© Владимир Невский, 2018 г.
В тот сентябрь первый предвестник осени – мелкий холодный дождь с ветром – пришёл рано. Обитатели благодатного южного края и их гости сидели по домам или, слоняясь по набережной, с недоумением выглядывали из-под зонтиков и капюшонов. Редкие смельчаки залезали в море. Но они не доплывали даже до буйков и, выйдя из воды, бросались под навес ближайшего бара. Здесь можно было согреться местным коньяком, цена которого приводила в радостное изумление всех иногородних, особенно москвичей и заблудившихся иностранцев.
Дмитрий Алексеевич зонтов не любил. Правда, дочь ему как-то подарила французский зонтик, но привычка оказалась сильнее. Он выбрался в «город» утром, когда морось только начиналась. А когда пошёл настоящий дождь, то уже не было смысла возвращаться. Дом – на самой окраине; полчаса пешком от центра.
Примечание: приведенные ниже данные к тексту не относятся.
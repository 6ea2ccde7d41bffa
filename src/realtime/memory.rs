use crate::error::Result;
use crate::realtime::{SpawnFeed, Subscription};
use async_trait::async_trait;
use std::collections::HashMap;
use std::sync::atomic::{AtomicBool, Ordering};
use std::sync::Mutex;
use tokio::sync::{broadcast, mpsc};

/// Per-channel fan-out capacity. Slow subscribers past this lag drop
/// messages, which is acceptable for the eventual-consistency merge model.
const CHANNEL_CAPACITY: usize = 256;

/// In-process feed backed by broadcast channels. The offline twin of
/// [`RedisFeed`](crate::realtime::RedisFeed): tests publish directly into
/// it, and the probe binary falls back to it when no transport is
/// configured.
pub struct MemoryFeed {
    channels: Mutex<HashMap<String, broadcast::Sender<String>>>,
    connected: AtomicBool,
}

impl MemoryFeed {
    pub fn new() -> Self {
        MemoryFeed {
            channels: Mutex::new(HashMap::new()),
            connected: AtomicBool::new(true),
        }
    }

    /// A feed that reports the transport as down; subscriptions still
    /// succeed once `set_connected(true)` flips it back.
    pub fn disconnected() -> Self {
        let feed = MemoryFeed::new();
        feed.connected.store(false, Ordering::SeqCst);
        feed
    }

    pub fn set_connected(&self, connected: bool) {
        self.connected.store(connected, Ordering::SeqCst);
    }

    /// Publish a payload on a channel. Returns the number of live
    /// subscribers that received it.
    pub fn publish(&self, channel: &str, payload: &str) -> usize {
        let senders = self.channels.lock().expect("feed channel table poisoned");
        match senders.get(channel) {
            Some(sender) => sender.send(payload.to_string()).unwrap_or(0),
            None => 0,
        }
    }

    fn sender_for(&self, channel: &str) -> broadcast::Sender<String> {
        let mut senders = self.channels.lock().expect("feed channel table poisoned");
        senders
            .entry(channel.to_string())
            .or_insert_with(|| broadcast::channel(CHANNEL_CAPACITY).0)
            .clone()
    }
}

impl Default for MemoryFeed {
    fn default() -> Self {
        MemoryFeed::new()
    }
}

#[async_trait]
impl SpawnFeed for MemoryFeed {
    fn is_connected(&self) -> bool {
        self.connected.load(Ordering::SeqCst)
    }

    async fn subscribe(&self, channel: &str) -> Result<Subscription> {
        let mut broadcast_rx = self.sender_for(channel).subscribe();
        let (tx, rx) = mpsc::unbounded_channel();

        let forward = tokio::spawn(async move {
            loop {
                match broadcast_rx.recv().await {
                    Ok(payload) => {
                        if tx.send(payload).is_err() {
                            break;
                        }
                    }
                    Err(broadcast::error::RecvError::Lagged(skipped)) => {
                        tracing::warn!("Memory feed subscriber lagged, skipped {}", skipped);
                    }
                    Err(broadcast::error::RecvError::Closed) => break,
                }
            }
        });

        tracing::debug!("Memory feed subscribed to {}", channel);
        Ok(Subscription::new(channel, rx, move || forward.abort()))
    }

    fn backend_name(&self) -> &'static str {
        "memory"
    }
}

#[cfg(test)]
mod tests {
    use super::*;

    #[tokio::test]
    async fn publish_reaches_subscriber() {
        let feed = MemoryFeed::new();
        let mut sub = feed.subscribe("spawn-cycles.europe").await.unwrap();
        let mut rx = sub.take_receiver().unwrap();

        assert_eq!(feed.publish("spawn-cycles.europe", "hello"), 1);
        assert_eq!(rx.recv().await.unwrap(), "hello");
    }

    #[tokio::test]
    async fn channels_are_isolated() {
        let feed = MemoryFeed::new();
        let mut europe = feed.subscribe("spawn-cycles.europe").await.unwrap();
        let mut oceania = feed.subscribe("spawn-cycles.oceania").await.unwrap();
        let mut europe_rx = europe.take_receiver().unwrap();
        let mut oceania_rx = oceania.take_receiver().unwrap();

        feed.publish("spawn-cycles.europe", "eu-only");

        assert_eq!(europe_rx.recv().await.unwrap(), "eu-only");
        assert!(oceania_rx.try_recv().is_err());
    }

    #[tokio::test]
    async fn publish_without_subscribers_is_dropped() {
        let feed = MemoryFeed::new();
        assert_eq!(feed.publish("spawn-cycles.global", "nobody"), 0);
    }

    #[tokio::test]
    async fn leave_stops_delivery() {
        let feed = MemoryFeed::new();
        let mut sub = feed.subscribe("spawn-cycles.europe").await.unwrap();
        let mut rx = sub.take_receiver().unwrap();
        sub.leave();

        // Give the forwarding task time to die, then publish
        tokio::task::yield_now().await;
        feed.publish("spawn-cycles.europe", "late");

        assert!(rx.recv().await.is_none());
    }

    #[tokio::test]
    async fn connected_flag() {
        let feed = MemoryFeed::disconnected();
        assert!(!feed.is_connected());
        feed.set_connected(true);
        assert!(feed.is_connected());
        assert_eq!(feed.backend_name(), "memory");
    }
}
impl SpawnSynchronizer {
    pub fn new(api: Arc<dyn SpawnApi>, feed: Arc<dyn SpawnFeed>, viewport_ttl_seconds: u64) -> Self {
        SpawnSynchronizer {
            api,
            feed,
            state: Arc::new(Mutex::new(SyncState::default())),
            nearby_ticket: AtomicU64::new(0),
            viewport_ttl: Duration::from_secs(viewport_ttl_seconds),
        }
    }

    /// Fetch the interactive spawn set around the viewer. Success replaces
    /// the whole collection, stores the radius policy, records the viewer
    /// location, and rebinds the region subscription when the feed is up.
    /// Failure clears the collection and records the error.
    ///
    /// Each call takes a monotonic ticket; a completion that is no longer
    /// the newest issued call is discarded (returning `Ok`), so stale
    /// responses can never overwrite newer state.
    pub async fn fetch_nearby(&self, lat: f64, lng: f64) -> Result<()> {
        let location = Coordinates::new(lat, lng)?;
        let ticket = self.nearby_ticket.fetch_add(1, Ordering::SeqCst) + 1;

        let outcome = self.api.fetch_nearby(lat, lng).await.and_then(|response| {
            if response.success {
                Ok(response)
            } else {
                Err(ClientError::Network(
                    "Nearby spawns request reported failure".to_string(),
                ))
            }
        });

        if self.nearby_ticket.load(Ordering::SeqCst) != ticket {
            tracing::debug!("Discarding superseded nearby fetch (ticket {})", ticket);
            return Ok(());
        }

        match outcome {
            Ok(response) => {
                let count = {
                    let mut state = self.lock_state();
                    state.spawns = response.data.into_iter().map(Spawn::from_row).collect();
                    state.radius_info = Some(response.meta.radius_info);
                    state.viewer_location = Some(location);
                    state.nearby_error = None;
                    state.spawns.len()
                };
                tracing::info!("Fetched {} nearby spawns", count);

                if self.feed.is_connected() {
                    if let Err(e) = self.bind_region(location).await {
                        tracing::warn!("Failed to bind region subscription: {}", e);
                    }
                }
                Ok(())
            }
            Err(e) => {
                let mut state = self.lock_state();
                state.spawns.clear();
                state.radius_info = None;
                state.nearby_error = Some(e.to_string());
                drop(state);
                tracing::warn!("Nearby spawn fetch failed: {}", e);
                Err(e)
            }
        }
    }

    /// Fetch the wide-area viewport layer, serving from the single-slot
    /// cache when the bounds are similar and the TTL holds. A fresh fetch
    /// replaces the slot unconditionally, empty results included.
    pub async fn fetch_viewport(
        &self,
        bounds: ViewportBounds,
        user_lat: f64,
        user_lng: f64,
        force_refresh: bool,
    ) -> Result<()> {
        if !force_refresh {
            let mut state = self.lock_state();

            let expired = matches!(&state.viewport_cache, Some(entry) if Instant::now() >= entry.expires_at);
            if expired {
                tracing::debug!("Viewport cache expired");
                state.viewport_cache = None;
            }

            let cached = state.viewport_cache.as_ref().and_then(|entry| {
                if entry.bounds.is_similar(&bounds) {
                    Some((entry.spawns.clone(), entry.fetched_at.elapsed()))
                } else {
                    tracing::debug!("Viewport moved past tolerance, cache invalid");
                    None
                }
            });

            if let Some((spawns, age)) = cached {
                tracing::debug!(
                    "Viewport cache hit ({} spawns, {}s old)",
                    spawns.len(),
                    age.as_secs()
                );
                state.distant = spawns;
                state.viewport_error = None;
                return Ok(());
            }
        }

        let outcome = self
            .api
            .fetch_viewport(&bounds, user_lat, user_lng)
            .await
            .and_then(|response| {
                if response.success {
                    Ok(response)
                } else {
                    Err(ClientError::Network(
                        "Viewport spawns request reported failure".to_string(),
                    ))
                }
            });

        match outcome {
            Ok(response) => {
                let mut state = self.lock_state();
                let now = Instant::now();
                state.distant = response.data.clone();
                state.viewport_cache = Some(ViewportCacheEntry {
                    spawns: response.data,
                    bounds,
                    fetched_at: now,
                    expires_at: now + self.viewport_ttl,
                });
                state.viewport_error = None;
                tracing::debug!("Cached {} viewport spawns", state.distant.len());
                Ok(())
            }
            Err(e) => {
                let mut state = self.lock_state();
                state.distant.clear();
                state.viewport_error = Some(e.to_string());
                drop(state);
                tracing::warn!("Viewport spawn fetch failed: {}", e);
                Err(e)
            }
        }
    }

    /// Attempt a capture against one cycle. Success removes the entire
    /// spawn owning the cycle; failure leaves local state untouched and
    /// carries the server's stated reason.
    pub async fn capture(&self, cycle_id: i64, lat: f64, lng: f64) -> Result<()> {
        self.api.capture(cycle_id, lat, lng).await?;

        let removed = {
            let mut state = self.lock_state();
            state
                .spawns
                .iter()
                .position(|s| s.owns_cycle(cycle_id))
                .map(|idx| state.spawns.remove(idx))
        };

        match removed {
            Some(spawn) => tracing::info!("Captured cycle {}, removed spawn {}", cycle_id, spawn.id),
            None => tracing::warn!("Captured cycle {} with no local owning spawn", cycle_id),
        }
        Ok(())
    }

    /// Merge a batch of pushed spawn records into the collection: derive
    /// the viewer-relative fields against the current radius policy, drop
    /// records outside the load radius, upsert by id, then purge every
    /// inactive entry across the whole collection.
    pub fn ingest_records(&self, records: Vec<SpawnRecord>) {
        Self::ingest_into(&self.state, records);
    }

    fn ingest_into(state: &Mutex<SyncState>, records: Vec<SpawnRecord>) {
        let mut state = state.lock().expect("sync state poisoned");

        for record in records {
            let position = match Coordinates::new(record.lat, record.lng) {
                Ok(position) => position,
                Err(e) => {
                    tracing::warn!("Dropping spawn {} with invalid position: {}", record.id, e);
                    continue;
                }
            };

            let distance = match (state.viewer_location.as_ref(), state.radius_info.as_ref()) {
                (Some(viewer), Some(_)) => viewer.distance_meters_to(&position),
                _ => 0.0,
            };

            let (capturable, revealed) = match state.radius_info.as_ref() {
                Some(info) => {
                    if !info.within_load(distance) {
                        tracing::debug!(
                            "Spawn {} outside load radius ({:.0}m), discarded",
                            record.id,
                            distance
                        );
                        continue;
                    }
                    (info.capturable(distance), info.revealed(distance))
                }
                None => (false, false),
            };

            let spawn = Spawn::from_record(record, distance, capturable, revealed);
            match state.spawns.iter_mut().find(|s| s.id == spawn.id) {
                Some(existing) => {
                    tracing::debug!("Updated spawn {}", spawn.id);
                    *existing = spawn;
                }
                None => {
                    tracing::debug!("Added spawn {}", spawn.id);
                    state.spawns.push(spawn);
                }
            }
        }

        state.spawns.retain(|s| s.is_active);
    }

    /// Bind the realtime subscription for the viewer's region. Same region
    /// → no-op; different region → the old channel is left before the new
    /// one is joined, so at most one subscription is ever live.
    async fn bind_region(&self, viewer: Coordinates) -> Result<()> {
        let region = Region::from_coordinates(viewer.lat, viewer.lng);

        let previous = {
            let mut state = self.lock_state();
            match &state.subscription {
                Some(active) if active.region == region => {
                    tracing::debug!("Already subscribed to {}", region.channel());
                    return Ok(());
                }
                _ => state.subscription.take(),
            }
        };

        if let Some(old) = previous {
            tracing::info!(
                "Switching from {} to {}",
                old.region.channel(),
                region.channel()
            );
            old.shutdown();
        }

        let mut subscription = self.feed.subscribe(&region.channel()).await?;
        let mut receiver = subscription.take_receiver().ok_or_else(|| {
            ClientError::Transport("subscription receiver already taken".to_string())
        })?;

        let state = self.state.clone();
        let pump = tokio::spawn(async move {
            while let Some(payload) = receiver.recv().await {
                match parse_spawn_event(&payload) {
                    Ok(Some(event)) => Self::ingest_into(&state, vec![event.spawn]),
                    Ok(None) => {}
                    Err(e) => tracing::warn!("Ignoring malformed spawn event: {}", e),
                }
            }
        });

        let stale = self.lock_state().subscription.replace(ActiveSubscription {
            region,
            subscription,
            pump,
        });
        // A concurrent bind lost the race; tear its channel down
        if let Some(stale) = stale {
            stale.shutdown();
        }

        Ok(())
    }

    /// Rebind the region subscription for the last fetched viewer location.
    /// No-op until a nearby fetch succeeded or while the feed is down;
    /// call this when the transport (re)connects.
    pub async fn refresh_subscription(&self) -> Result<()> {
        let viewer = self.lock_state().viewer_location;
        match viewer {
            Some(viewer) if self.feed.is_connected() => self.bind_region(viewer).await,
            _ => Ok(()),
        }
    }

    /// Leave the active region channel, if any. Synchronous: no payloads
    /// are merged after this returns.
    pub fn unsubscribe(&self) {
        let active = self.lock_state().subscription.take();
        if let Some(active) = active {
            tracing::info!("Leaving {}", active.region.channel());
            active.shutdown();
        }
    }

    /// Drop the nearby collection, radius policy, and subscription.
    pub fn clear(&self) {
        self.unsubscribe();
        let mut state = self.lock_state();
        state.spawns.clear();
        state.radius_info = None;
        state.viewer_location = None;
        state.nearby_error = None;
    }

    /// Drop the viewport layer and its cache slot.
    pub fn clear_distant(&self) {
        let mut state = self.lock_state();
        state.distant.clear();
        state.viewport_cache = None;
        state.viewport_error = None;
    }

    // --- Read model ---

    pub fn spawns(&self) -> Vec<Spawn> {
        self.lock_state().spawns.clone()
    }

    pub fn spawn_by_id(&self, spawn_id: i64) -> Option<Spawn> {
        self.lock_state().spawns.iter().find(|s| s.id == spawn_id).cloned()
    }

    pub fn capturable_spawns(&self) -> Vec<Spawn> {
        self.lock_state()
            .spawns
            .iter()
            .filter(|s| s.capturable)
            .cloned()
            .collect()
    }

    /// Spawns ordered nearest-first.
    pub fn spawns_by_distance(&self) -> Vec<Spawn> {
        let mut spawns = self.spawns();
        spawns.sort_by(|a, b| a.distance.total_cmp(&b.distance));
        spawns
    }

    /// Total capture opportunities across the collection.
    pub fn active_companion_count(&self) -> usize {
        self.lock_state()
            .spawns
            .iter()
            .map(|s| s.active_cycles.len())
            .sum()
    }

    pub fn distant_spawns(&self) -> Vec<DistantSpawn> {
        self.lock_state().distant.clone()
    }

    pub fn radius_info(&self) -> Option<RadiusInfo> {
        self.lock_state().radius_info
    }

    pub fn nearby_error(&self) -> Option<String> {
        self.lock_state().nearby_error.clone()
    }

    pub fn viewport_error(&self) -> Option<String> {
        self.lock_state().viewport_error.clone()
    }

    pub fn current_region(&self) -> Option<Region> {
        self.lock_state().subscription.as_ref().map(|s| s.region)
    }

    fn lock_state(&self) -> std::sync::MutexGuard<'_, SyncState> {
        self.state.lock().expect("sync state poisoned")
    }
}
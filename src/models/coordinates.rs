use crate::constants::EARTH_RADIUS_METERS;
use crate::error::{ClientError, Result};
use serde::{Deserialize, Serialize};

#[derive(Debug, Clone, Copy, Serialize, Deserialize, PartialEq)]
pub struct Coordinates {
    pub lat: f64,
    pub lng: f64,
}

impl Coordinates {
    pub fn new(lat: f64, lng: f64) -> Result<Self> {
        if !(-90.0..=90.0).contains(&lat) {
            return Err(ClientError::InvalidCoordinate(format!(
                "Invalid latitude: {} (must be between -90 and 90)",
                lat
            )));
        }
        if !(-180.0..=180.0).contains(&lng) {
            return Err(ClientError::InvalidCoordinate(format!(
                "Invalid longitude: {} (must be between -180 and 180)",
                lng
            )));
        }
        Ok(Coordinates { lat, lng })
    }

    /// Great-circle distance to another coordinate using the Haversine
    /// formula. Returns meters.
    pub fn distance_meters_to(&self, other: &Coordinates) -> f64 {
        let lat1_rad = self.lat.to_radians();
        let lat2_rad = other.lat.to_radians();
        let delta_lat = (other.lat - self.lat).to_radians();
        let delta_lng = (other.lng - self.lng).to_radians();

        let a = (delta_lat / 2.0).sin().powi(2)
            + lat1_rad.cos() * lat2_rad.cos() * (delta_lng / 2.0).sin().powi(2);
        let c = 2.0 * a.sqrt().atan2((1.0 - a).sqrt());

        EARTH_RADIUS_METERS * c
    }
}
Лучше переждать на берегу, поскольку, как гласит народная мудрость, ранний дождь до обеда.
Дмитрий Алексеевич завистливо посмотрел на компанию из трёх мужчин, окруживших бутылку коньяка, вздохнул и побрёл к центральной площади. Там находилось уютное кафе, где никогда не было сутолоки, и где можно было попробовать вино десяти сортов. Конечно, лучше бы коньячку, но дважды залеченная язва реагировала на него так, будто готовила третье пришествие.
Обычно он садился за дальний угловой столик, который был идеальным местом для одиночек. К сожалению, именно этот столик сегодня оказался занят. Там сидел, судя по пышной, но седой шевелюре, ровесник Дмитрия. Смотрел он только в свою рюмку, не поднимая головы и, вероятно, о чём-то размышляя.
Пришлось расположиться по соседству.
Странно, но именно здесь, в этом симпатичном и несуетном, – как, например, Сочи, – приморском городе он начал ощущать стойкую непреходящую грусть. С момента его приезда сюда прошло пять месяцев. Пять месяцев беззаботного курортного сезона, жаркой, иногда изматывающей погоды, постоянного мельтешения молодых, едва прикрытых яркой одежонкой дам, взгляды которых скользили по встречным прохожим и никогда не задерживались на нём… Пять месяцев назад он решительно перепрыгнул из зимы в лето, минуя весну, расставшись навсегда и с «севером», и с «востоком», помня каждый день о том, что болезни, полученные «там», не позволят ему ни наслаждаться жизнью, ни рассчитывать на такой отпущенный срок, когда можно планировать своё будущее, мечтать и надеяться.
Ни страха, ни сожалений.
Только грусть, обещающая не отпускать его до самого судного дня.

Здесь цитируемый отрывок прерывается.